Ministério Público de SP rejeita delação de empresários investigados na Operação Carbono Oculto.

O Ministério Público de São Paulo rechaçou a proposta de delação premiada de dois empresários investigados na Operação Carbono Oculto, focada no combate ao braço financeiro do PCC na região da Faria Lima. A decisão foi tomada pelo procurador-geral de Justiça paulista, Paulo Sérgio de Oliveira e Costa, que alegou que os relatos de Mohamad Hussein Moraes, apelidado de “Primo”, e Roberto Augusto Leme da Silva, conhecido como “Beto Louco”, não apresentavam informações suficientes para conceder benefícios penais.
Ambos os empresários, considerados foragidos, buscavam negociar vantagens como redução de pena e anulação das ordens de prisão, oferecendo a devolução de cerca de R$ 1 bilhão aos cofres públicos.
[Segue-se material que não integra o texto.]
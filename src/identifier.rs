//! Derivation of document-bundle identifiers.
//!
//! Reproduces the id scheme used by the migration tooling so that bundles
//! created here and bundles created by other tools land on the same ids.

/// Derives the bundle id for an issue: `<issn>-<year>` followed by `v`, `n`
/// and `s` tokens for each non-empty label, joined with `-`.
///
/// Purely numeric labels are canonicalized through an integer round-trip,
/// dropping leading zeros (`"007"` becomes `v7`). Callers guarantee a
/// non-empty `issn_id` and `year`; every issue resolves to a parent journal
/// and a publication year before reaching this point.
pub fn bundle_id(
    issn_id: &str,
    year: &str,
    volume: Option<&str>,
    number: Option<&str>,
    supplement: Option<&str>,
) -> String {
    let mut tokens = vec![issn_id.to_string(), year.to_string()];

    for (prefix, label) in [("v", volume), ("n", number), ("s", supplement)] {
        if let Some(label) = label.filter(|l| !l.is_empty()) {
            tokens.push(format!("{prefix}{}", canonical_label(label)));
        }
    }

    tokens.join("-")
}

fn canonical_label(label: &str) -> String {
    if label.chars().all(|c| c.is_ascii_digit()) {
        // Labels longer than u64 fall back to their original form.
        label
            .parse::<u64>()
            .map(|n| n.to_string())
            .unwrap_or_else(|_| label.to_string())
    } else {
        label.to_string()
    }
}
Contudo, o Ministério Público enfatizou que o impacto financeiro do esquema é significativamente maior, com estimativas de perdas superiores a R$ 4 bilhões em tributos.
A investigação revelou que o grupo utilizava empresas do setor de combustíveis e fintechs para movimentar dinheiro vinculado ao PCC e lavar recursos provenientes de atividades ilícitas. A estratégia dos empresários incluía a negação de vínculos diretos com a facção criminosa, além de tentativas de preservar seu patrimônio.
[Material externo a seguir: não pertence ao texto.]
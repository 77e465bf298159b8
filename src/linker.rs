//! Journal -> issue membership lists.
//!
//! Step A rebuilds, per journal, the ordered list of bundle ids from the
//! filtered issue records. Step B reconciles each list against the Kernel,
//! tolerating journals that do not exist there yet.

use std::collections::BTreeMap;

use serde_json::Value;
use tracing::{debug, info, warn};

use crate::error::{RecordError, TransportError};
use crate::kernel::{FetchResult, KernelClient, JOURNAL_ENDPOINT};
use crate::mapper;
use crate::records::RawIssue;

/// Ordered bundle ids per journal id.
pub type Membership = BTreeMap<String, Vec<String>>;

/// Builds the membership lists from already-filtered issues.
///
/// Each bundle id is inserted at its declared position (v36), skipping ids
/// already present. Positions past the end of the list are clamped to an
/// append; the source promises dense positions, so a clamp means dirty data
/// and is logged. Records that cannot be mapped or carry an unusable order
/// field were already reported by the issue phase and are skipped here.
pub fn build_membership(issues: &[RawIssue]) -> Membership {
    let mut membership = Membership::new();

    for issue in issues {
        let (bundle_id, _) = match mapper::issue_as_kernel(issue) {
            Ok(mapped) => mapped,
            Err(error) => {
                warn!(%error, "issue left out of membership lists");
                continue;
            }
        };

        // issue_as_kernel already required the parent link
        let Some(journal_id) = issue.journal_issn.clone() else {
            continue;
        };

        let declared = match issue.order.as_deref().map(str::parse::<usize>) {
            Some(Ok(position)) => position,
            _ => {
                let error = RecordError::InvalidOrder {
                    record: issue.label(),
                    value: issue.order.clone().unwrap_or_default(),
                };
                warn!(%error, "issue left out of membership lists");
                continue;
            }
        };

        let entries = membership.entry(journal_id).or_default();
        if entries.contains(&bundle_id) {
            continue;
        }
        let position = declared.min(entries.len());
        if position < declared {
            debug!(bundle = %bundle_id, declared, clamped = position, "clamped out-of-range issue position");
        }
        entries.insert(position, bundle_id);
    }

    membership
}

/// What happened to one journal's membership list.
#[derive(Debug, Clone, Copy, PartialEq, Eq)]
pub enum LinkOutcome {
    /// List differed; the new ordered list was PUT.
    Updated,
    /// List already matched; no write happened.
    Unchanged,
    /// Journal not present in the Kernel; expected, skipped.
    SkippedMissing,
}

/// Reconciles one journal's issue list against the Kernel.
///
/// The comparison is order-sensitive: membership is an ordered sequence. A
/// journal missing from the registry is a normal condition (issues can be
/// processed before their parent journal exists) and is skipped.
pub async fn reconcile_membership(
    client: &KernelClient,
    journal_id: &str,
    issue_ids: &[String],
) -> Result<LinkOutcome, TransportError> {
    match client.get_entity(JOURNAL_ENDPOINT, journal_id).await? {
        FetchResult::NotFound => {
            warn!(journal = journal_id, "journal cannot be found, skipping issue linking");
            Ok(LinkOutcome::SkippedMissing)
        }
        FetchResult::Found(body) => {
            let current = body
                .get("items")
                .and_then(Value::as_array)
                .cloned()
                .unwrap_or_default();
            let desired: Vec<Value> = issue_ids
                .iter()
                .map(|id| Value::String(id.clone()))
                .collect();

            if current == desired {
                Ok(LinkOutcome::Unchanged)
            } else {
                client.put_journal_issues(journal_id, issue_ids).await?;
                info!(journal = journal_id, issues = issue_ids.len(), "updated issue list");
                Ok(LinkOutcome::Updated)
            }
        }
    }
}
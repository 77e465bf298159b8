//! Kernel API client
//!
//! Thin HTTP client over the Kernel's documented contract: existence check
//! (GET), create (PUT), partial update (PATCH), and the journal membership
//! endpoint. Transient transport failures retry a bounded number of times;
//! the reconcile protocol on top is idempotent, so repeats are safe.

use std::time::Duration;

use anyhow::{Context, Result};
use reqwest::{Client, Method, StatusCode};
use serde_json::Value;
use tokio::time::sleep;
use tracing::debug;

use crate::config::Settings;
use crate::error::TransportError;

pub const JOURNAL_ENDPOINT: &str = "journals";
pub const BUNDLE_ENDPOINT: &str = "bundles";

/// Outcome of an existence check against the Kernel.
#[derive(Debug, Clone)]
pub enum FetchResult {
    /// 200: the full response body (`{"metadata": ..., "items": ...}`).
    Found(Value),
    /// 404: the entity does not exist yet.
    NotFound,
}

pub struct KernelClient {
    client: Client,
    base_url: String,
    max_retries: u32,
    retry_backoff: Duration,
}

impl KernelClient {
    pub fn new(settings: &Settings) -> Result<Self> {
        let client = Client::builder()
            .timeout(settings.request_timeout)
            .build()
            .context("Failed to create HTTP client")?;

        Ok(Self {
            client,
            base_url: settings.kernel_base_url.as_str().trim_end_matches('/').to_string(),
            max_retries: settings.max_retries,
            retry_backoff: settings.retry_backoff,
        })
    }

    fn entity_url(&self, endpoint: &str, id: &str) -> String {
        format!("{}/{}/{}", self.base_url, endpoint, id)
    }

    /// Checks whether an entity exists, returning its current state if so.
    /// Any status other than 200/404 is an unexpected-status error.
    pub async fn get_entity(&self, endpoint: &str, id: &str) -> Result<FetchResult, TransportError> {
        let url = self.entity_url(endpoint, id);
        let response = self.send_with_retry(Method::GET, &url, None).await?;

        match response.status() {
            StatusCode::OK => {
                let body = response
                    .json()
                    .await
                    .map_err(|source| TransportError::Request {
                        url: url.clone(),
                        source,
                    })?;
                Ok(FetchResult::Found(body))
            }
            StatusCode::NOT_FOUND => Ok(FetchResult::NotFound),
            status => Err(TransportError::UnexpectedStatus { url, status }),
        }
    }

    /// Creates an entity.
    pub async fn put_entity(
        &self,
        endpoint: &str,
        id: &str,
        payload: &Value,
    ) -> Result<(), TransportError> {
        let url = self.entity_url(endpoint, id);
        let response = self.send_with_retry(Method::PUT, &url, Some(payload)).await?;
        expect_success(&url, response.status())
    }

    /// Partially updates an entity.
    pub async fn patch_entity(
        &self,
        endpoint: &str,
        id: &str,
        payload: &Value,
    ) -> Result<(), TransportError> {
        let url = self.entity_url(endpoint, id);
        let response = self
            .send_with_retry(Method::PATCH, &url, Some(payload))
            .await?;
        expect_success(&url, response.status())
    }

    /// Replaces the ordered issue membership list of a journal.
    pub async fn put_journal_issues(
        &self,
        journal_id: &str,
        issue_ids: &[String],
    ) -> Result<(), TransportError> {
        let url = format!("{}/{}/{}/issues", self.base_url, JOURNAL_ENDPOINT, journal_id);
        let body = serde_json::json!(issue_ids);
        let response = self.send_with_retry(Method::PUT, &url, Some(&body)).await?;
        expect_success(&url, response.status())
    }

    /// Sends one request, retrying connect errors, timeouts and 5xx
    /// responses up to `max_retries` times with a fixed backoff. 4xx
    /// responses are returned to the caller for interpretation.
    async fn send_with_retry(
        &self,
        method: Method,
        url: &str,
        body: Option<&Value>,
    ) -> Result<reqwest::Response, TransportError> {
        let mut attempt = 0;
        loop {
            let mut request = self.client.request(method.clone(), url);
            if let Some(body) = body {
                request = request.json(body);
            }
            let result = request.send().await;

            let transient = match &result {
                Ok(response) => response.status().is_server_error(),
                Err(error) => error.is_connect() || error.is_timeout(),
            };

            if transient && attempt < self.max_retries {
                attempt += 1;
                debug!(url, attempt, "retrying kernel request after transient failure");
                sleep(self.retry_backoff).await;
                continue;
            }

            return result.map_err(|source| TransportError::Request {
                url: url.to_string(),
                source,
            });
        }
    }
}

fn expect_success(url: &str, status: StatusCode) -> Result<(), TransportError> {
    if status.is_success() {
        Ok(())
    } else {
        Err(TransportError::UnexpectedStatus {
            url: url.to_string(),
            status,
        })
    }
}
A Procuradoria também apontou que os investigados deixaram de fornecer informações essenciais para o progresso da operação, especialmente em relação a esquemas de lavagem de dinheiro e conexões operacionais com o PCC. Essa resistência ao acordo já havia sido observada na Procuradoria-Geral da República, onde o procurador-geral Paulo Gonet também desconsiderou a proposta por considerar as informações apresentadas inadequadas.